The Trump administration and the oil industry said that the partial repeal gave oil drillers greater flexibility while still using the most up-to-date safety technology and practices. When the partial repeal was made public, the Interior Department estimated that the changes were expected to save the oil industry about $824 million over 10 years.

“The safety of our workers, our operations and our communities, along with protection of the environment, is the oil and natural gas industry’s number one priority. The revisions strengthen the rule and enhance a robust regulatory framework to ensure updated, modern, and safe technologies, best practices, and operations,” a spokesperson for the American Petroleum Institute said in a recent interview.

But with severe stressors on the economics of the oil and gas industry, including the fallout of the Covid-19 pandemic and consistently falling oil prices before a recent rally, environmentalists are worried that the industry could put cutting costs over safety without tougher regulation.

Beyond the Deepwater Horizon disaster, there are thousands of spills that occur every year, “especially in the Gulf of Mexico, where most of the drilling is occurring,” said Devorah Ancel, a senior attorney with the Sierra Club. “That could be prevented or avoided if the more stringent safety regulations are put in place.”

The Next Move in Court Belongs to the Biden Administration

The environmental activists suing in federal court to block the Trump administration rollback argued that Trump’s Interior Department disregarded the extensive evidence that went into the original rule and failed to consider how the rollbacks could harm offshore safety and the environment. The case has dragged on, with the Biden Justice Department just now assuming representation of the Interior Department.

While the Biden administration has put the Well Control Rule on its list of agency actions for review, the Justice Department will presumably drop its defense of the Trump rollback. But more than that will be required to finally put the Obama rule into effect.

Attorneys involved on both sides of the case say there are some aspects of the Trump rollback, involving small language fixes and technical matters, they would like to retain. The Biden administration could also use the opportunity to try to strengthen the Obama rule.
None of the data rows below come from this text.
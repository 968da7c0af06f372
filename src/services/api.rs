//! API stub: one route, one fixed JSON payload.

use axum::{response::Response, routing::any, Router};

use crate::http::response::json_text;

/// Route served by the stub.
pub const API_ROUTE: &str = "/api";

/// Payload returned on every call, byte for byte.
pub const API_MESSAGE: &str = r#"{"message": "Hello from API!"}"#;

/// Build the API router. Every other path is a 404.
pub fn router() -> Router {
    Router::new().route(API_ROUTE, any(message))
}

async fn message() -> Response {
    json_text(API_MESSAGE)
}
//! OS signal handling.
//!
//! SIGINT and SIGTERM both request a graceful shutdown. The dev
//! environment restarts containers with SIGTERM, so both matter. A second
//! signal while draining forces the process to exit.

use crate::lifecycle::Shutdown;

/// Wait for Ctrl+C or SIGTERM.
pub async fn shutdown_signal() {
    let ctrl_c = async {
        if let Err(e) = tokio::signal::ctrl_c().await {
            tracing::error!(error = %e, "Failed to install Ctrl+C handler");
            std::future::pending::<()>().await;
        }
    };

    #[cfg(unix)]
    let terminate = async {
        match tokio::signal::unix::signal(tokio::signal::unix::SignalKind::terminate()) {
            Ok(mut stream) => {
                stream.recv().await;
            }
            Err(e) => {
                tracing::error!(error = %e, "Failed to install SIGTERM handler");
                std::future::pending::<()>().await;
            }
        }
    };

    #[cfg(not(unix))]
    let terminate = std::future::pending::<()>();

    tokio::select! {
        _ = ctrl_c => {},
        _ = terminate => {},
    }
    tracing::info!("Shutdown signal received");
}

/// Exit code used when a second signal cuts the drain short.
pub const FORCED_EXIT_CODE: i32 = 130;

/// Trigger `shutdown` when the process is asked to stop, and exit
/// immediately on the next signal.
pub fn spawn_signal_listener(shutdown: Shutdown) -> tokio::task::JoinHandle<()> {
    tokio::spawn(async move {
        shutdown_signal().await;
        let notified = shutdown.trigger();
        tracing::debug!(notified, "Shutdown broadcast");

        shutdown_signal().await;
        tracing::warn!("Second shutdown signal received, forcing exit");
        std::process::exit(FORCED_EXIT_CODE);
    })
}
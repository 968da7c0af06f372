//! Minimal app: an environment-aware greeting plus a health check.

use std::sync::Arc;

use axum::{extract::State, response::Response, routing::any, Router};

use crate::config::MinimalAppConfig;
use crate::http::response::plain_text;

/// Route answered with a bare `OK`.
pub const HEALTH_ROUTE: &str = "/health";

#[derive(Debug, Clone)]
struct MinimalState {
    environment: Arc<str>,
}

/// Build the minimal app router. `/health` is exact; every other path greets.
pub fn router(config: &MinimalAppConfig) -> Router {
    let state = MinimalState {
        environment: Arc::from(config.environment.as_str()),
    };

    Router::new()
        .route(HEALTH_ROUTE, any(health))
        .route("/", any(greet))
        .route("/{*path}", any(greet))
        .with_state(state)
}

/// The greeting body for `environment`.
pub fn greeting(environment: &str) -> String {
    format!("Hello from DevSpace! Environment: {environment}\n")
}

async fn greet(State(state): State<MinimalState>) -> Response {
    tracing::info!(environment = %state.environment, "Handling request");
    plain_text(greeting(&state.environment))
}

async fn health() -> Response {
    plain_text("OK")
}

#[cfg(test)]
mod tests {
    use super::*;
    use crate::config::load_minimal_config_from;
    use axum::body::Body;
    use axum::http::{Request, StatusCode};
    use tower::ServiceExt;

    async fn get(app: Router, uri: &str) -> (StatusCode, String) {
        let response = app
            .oneshot(Request::get(uri).body(Body::empty()).unwrap())
            .await
            .unwrap();
        let status = response.status();
        let body = axum::body::to_bytes(response.into_body(), usize::MAX)
            .await
            .unwrap();
        (status, String::from_utf8(body.to_vec()).unwrap())
    }

    fn app_with(vars: &[(&str, &str)]) -> Router {
        let config = load_minimal_config_from(
            vars.iter().map(|(k, v)| (k.to_string(), v.to_string())),
        )
        .unwrap();
        router(&config)
    }

    #[tokio::test]
    async fn unset_environment_reports_development() {
        let (status, body) = get(app_with(&[]), "/").await;
        assert_eq!(status, StatusCode::OK);
        assert_eq!(body, "Hello from DevSpace! Environment: development\n");
    }

    #[tokio::test]
    async fn staging_environment_is_reported() {
        let (_, body) = get(app_with(&[("ENVIRONMENT", "staging")]), "/").await;
        assert!(body.contains("staging"));
        assert!(!body.contains("development"));
    }

    #[tokio::test]
    async fn unknown_paths_greet() {
        let (status, body) = get(app_with(&[]), "/some/page").await;
        assert_eq!(status, StatusCode::OK);
        assert_eq!(body, greeting("development"));
    }

    #[tokio::test]
    async fn health_is_ok_regardless_of_environment() {
        for vars in [&[][..], &[("ENVIRONMENT", "production")][..]] {
            let (status, body) = get(app_with(vars), "/health").await;
            assert_eq!(status, StatusCode::OK);
            assert_eq!(body, "OK");
        }
    }

    #[tokio::test]
    async fn greeting_is_stable_across_requests() {
        let app = app_with(&[("ENVIRONMENT", "qa")]);
        let (_, first) = get(app.clone(), "/").await;
        let (_, second) = get(app, "/").await;
        assert_eq!(first, second);
    }
}
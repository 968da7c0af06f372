//! Network layer subsystem.
//!
//! # Data Flow
//! ```text
//! ListenerConfig.bind_address
//!     → listener.rs (parse, bind, log)
//!     → tokio TcpListener handed to the HTTP server
//! ```
//!
//! # Design Decisions
//! - Bind failures are fatal at startup
//! - No connection limit; each request is served independently

pub mod listener;

pub use listener::bind;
Whatever the administration decides, the attorneys say it’s almost certain that a new rule repealing most of the Trump rollback will have to be put forward and undergo the standard comment period and review process before it takes effect.

The Justice Department has been given a stay by the judge until June 25 to review its strategy and produce documents detailing the process behind the Trump administration’s rollback.

A spokesperson for the Interior Department said the Bureau of Safety and Environmental Enforcement is “reviewing the rule to determine if revisions are warranted” and has tentatively scheduled publication of a new proposed rule in September.”

Biden has focused his fight to reduce climate change on phasing out fossil fuels, but drilling in the Gulf of Mexico will continue as that transition takes place, making the safety of offshore rigs critically important.

“As much as some people would like to phase out fossil fuels, it’s going to be likely that we’re drilling and producing oil in the Gulf for at least a couple of decades,” said Boesch, the former Deepwater commission member. “We should be sure that it’s as safe as possible, particularly in an economic business model where the industry is going to be winding down.”

Back in Biloxi, White says he’s been a supporter of oil for a long time. He worked fixing pipeline leaks underwater in the Gulf of Mexico years ago and sees fossil fuels as a necessity for the economy and, more directly, for operating his riverboat.

But with powerful business interests still pumping and drilling oil not too far away in the Gulf waters, he thinks it’s only a matter of time before another devastating spill happens.

“These oil and gas companies I’ve worked for over the years, it’s always safety, safety, safety, safety, until the dollar’s involved,” White said. “I’m sure a spill will happen again.”